Mucho se ha hablado de que la “imposición” de Peña Nieto como presidente de la república violenta los principios consagrados en la constitución: una afrenta a la democracia. Sin embargo, yo me pregunto: ¿Cómo puede un ciudadano ejercer su voto en verdadera libertad y equidad si las condiciones que lo rodean son justamente lo contrario? ¿a qué nos referimos realmente cuando hablamos de “democracia”?

La igualdad supuestamente expresada en el “un ciudadano=un voto” es en realidad una falacia: mientras haya un grupo (o una serie de grupos) o una clase que detente el poder económico y político, el ideal de la democracia (del gobierno el pueblo y para el pueblo) nunca será alcanzado. Aristóteles señaló esto al establecer una clara distinción entre quién era ciudadano y quién no; quedando fuera los esclavos, las mujeres, los niños y cualquier hombre que no cumpliera con sus obligaciones con el Estado (pagar impuestos y hacer el servicio militar).  Tiránico a nuestra vista pero lógicamente impecable.

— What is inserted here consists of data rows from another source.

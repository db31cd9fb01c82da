//! Artist HTTP handlers.

use axum::extract::{Path, State};
use axum::http::StatusCode;
use serde::Deserialize;
use serde_json::json;
use sqlx::SqlitePool;

use crate::artists::db::{self, ArtistFilter, ArtistPatch, NewArtist};
use crate::auth::policy::{self, Action};
use crate::envelope::ApiSuccess;
use crate::error::ApiError;
use crate::extract::{ApiJson, ApiQuery};
use crate::middleware::auth::AuthUser;
use crate::validate::{default_limit, parse_id, FieldCheck};

#[derive(Debug, Deserialize)]
pub struct ArtistListQuery {
    #[serde(default = "default_limit")]
    pub limit: i64,
    #[serde(default)]
    pub offset: i64,
    pub grammy: Option<bool>,
    pub hidden: Option<bool>,
}

#[derive(Debug, Deserialize)]
pub struct CreateArtistRequest {
    pub name: Option<String>,
    pub grammy: Option<bool>,
    pub hidden: Option<bool>,
}

impl CreateArtistRequest {
    fn validate(self) -> Result<NewArtist, ApiError> {
        let mut check = FieldCheck::new();
        let name = check.required_text("name", self.name);
        let grammy = check.required("grammy", self.grammy);
        let hidden = check.required("hidden", self.hidden);
        check.finish()?;

        match (name, grammy, hidden) {
            (Some(name), Some(grammy), Some(hidden)) => Ok(NewArtist { name, grammy, hidden }),
            _ => Err(ApiError::invalid_input("Bad Request")),
        }
    }
}

#[derive(Debug, Deserialize)]
pub struct UpdateArtistRequest {
    pub name: Option<String>,
    pub grammy: Option<bool>,
    pub hidden: Option<bool>,
}

impl UpdateArtistRequest {
    fn validate(self) -> Result<ArtistPatch, ApiError> {
        if let Some(name) = &self.name {
            if name.trim().is_empty() {
                return Err(ApiError::invalid_input(
                    "Bad Request, Reason: Missing Field(s) - name",
                ));
            }
        }
        Ok(ArtistPatch {
            name: self.name,
            grammy: self.grammy,
            hidden: self.hidden,
        })
    }
}

/// `GET /api/v1/artists`
pub async fn list_artists(
    AuthUser(caller): AuthUser,
    State(pool): State<SqlitePool>,
    ApiQuery(params): ApiQuery<ArtistListQuery>,
) -> Result<ApiSuccess, ApiError> {
    policy::require(caller.role, Action::ReadCatalog)?;

    let filter = ArtistFilter {
        grammy: params.grammy,
        hidden: params.hidden,
    };
    let artists = db::list_artists(&pool, &filter, params.limit, params.offset).await?;

    Ok(ApiSuccess::with_data(
        StatusCode::OK,
        serde_json::to_value(artists)?,
        "Artists retrieved successfully.",
    ))
}

/// `GET /api/v1/artists/{id}`
pub async fn get_artist(
    AuthUser(caller): AuthUser,
    State(pool): State<SqlitePool>,
    Path(id): Path<String>,
) -> Result<ApiSuccess, ApiError> {
    policy::require(caller.role, Action::ReadCatalog)?;
    let artist_id = parse_id(&id)?;

    let artist = db::find_artist(&pool, artist_id)
        .await?
        .ok_or_else(|| ApiError::not_found("Artist not found."))?;

    Ok(ApiSuccess::with_data(
        StatusCode::OK,
        serde_json::to_value(artist)?,
        "Artist retrieved successfully.",
    ))
}

/// `POST /api/v1/artists/add-artist`
pub async fn add_artist(
    AuthUser(caller): AuthUser,
    State(pool): State<SqlitePool>,
    ApiJson(request): ApiJson<CreateArtistRequest>,
) -> Result<ApiSuccess, ApiError> {
    policy::require(caller.role, Action::WriteCatalog)?;

    let new = request.validate()?;
    let artist = db::create_artist(&pool, new).await?;

    tracing::info!("artist created: {}", artist.artist_id);

    Ok(ApiSuccess::with_data(
        StatusCode::CREATED,
        json!({ "artist_id": artist.artist_id }),
        "Artist created successfully.",
    ))
}

/// `PUT /api/v1/artists/{id}`
pub async fn update_artist(
    AuthUser(caller): AuthUser,
    State(pool): State<SqlitePool>,
    Path(id): Path<String>,
    ApiJson(request): ApiJson<UpdateArtistRequest>,
) -> Result<ApiSuccess, ApiError> {
    policy::require(caller.role, Action::WriteCatalog)?;
    let artist_id = parse_id(&id)?;

    let patch = request.validate()?;
    let touched = db::update_artist(&pool, artist_id, &patch).await?;
    if touched == 0 {
        return Err(ApiError::not_found("Artist not found."));
    }

    Ok(ApiSuccess::no_content())
}

/// `DELETE /api/v1/artists/{id}`
pub async fn delete_artist(
    AuthUser(caller): AuthUser,
    State(pool): State<SqlitePool>,
    Path(id): Path<String>,
) -> Result<ApiSuccess, ApiError> {
    policy::require(caller.role, Action::WriteCatalog)?;
    let artist_id = parse_id(&id)?;

    let removed = db::delete_artist(&pool, artist_id).await?;
    if removed == 0 {
        return Err(ApiError::not_found("Artist not found."));
    }

    tracing::info!("artist deleted: {artist_id}");

    Ok(ApiSuccess::with_data(
        StatusCode::OK,
        json!({ "artist_id": artist_id }),
        "Artist deleted successfully.",
    ))
}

La democracia ateniense sin duda dejaba intactas las clases y el sistema social en general; pero brindaba cierta base de igualdad para el que tuviera el estatus de ciudadano. Hoy en día, en México hemos perdido esa claridad. Tenemos ideas muy ingenuas y superficiales de lo que “debería-ser” una democracia saludable; prueba de ello son las críticas a la actuación de las autoridades en materia electoral, las cuales sostengo que demuestran un claro desconocimiento del sistema político mexicano.

Frases como “no puede ser presidente alguien que más de la mitad de la población no eligió” sólo denotan la profunda ignorancia de que nuestro sistema electoral establece que se gana por mayoría relativa (el que más votos tenga) y no por mayoría absoluta (50% de los votos más 1). Lo cual abriría la puerta a la segunda vuelta, por mencionar un ejemplo. Estos y otros hechos fundamentales (como que la constitución fue promulgada por un montón de burgueses liberales) son, en el mejor de los casos, minimizados a la hora de lanzar improperios y plantear soluciones a la crisis política que vive nuestro país tras la virtual elección de Peña Nieto.

Podemos discutir ampliamente sobre el origen de las leyes y de las instituciones, sobre la legitimidad o falta de ella de los representantes populares y gobernantes; pero en los hechos tienen un poder real sobre nosotros y eso, queridos fanáticos, no se cambia con buenas intenciones ni con miles de marchas.

A mi juicio hay dos opciones para la oposición de Peña Nieto (me considero parte de ella, no se cabreen): la radicalización o la institucionalización. Volverse radical no significa necesariamente tomar las armas en el sentido amplio; pero sí por lo menos emplear cierto grado de violencia para forzar al poder a atender a sus demandas (o desconocerlo por completo, según crean conveniente). La otra opción sería, y lo han señalado muchos analistas, constituirse como una fuerza política independiente a los partidos políticos tradicionales: si constituyen un partido nuevo, un sindicato, una federación, una asociación civil o un club de debate es cosa que no me toca plantear; eso, por supuesto (gulp!) implicaría aceptar a Peña Nieto como presidente.

De lo contrario su propio desgaste, aunado a la frustración de muchos y la guerra sucia de los medios, acabarán por cerrarles el paso al juego político del poder....el tiempo apremia y la historia no perdona.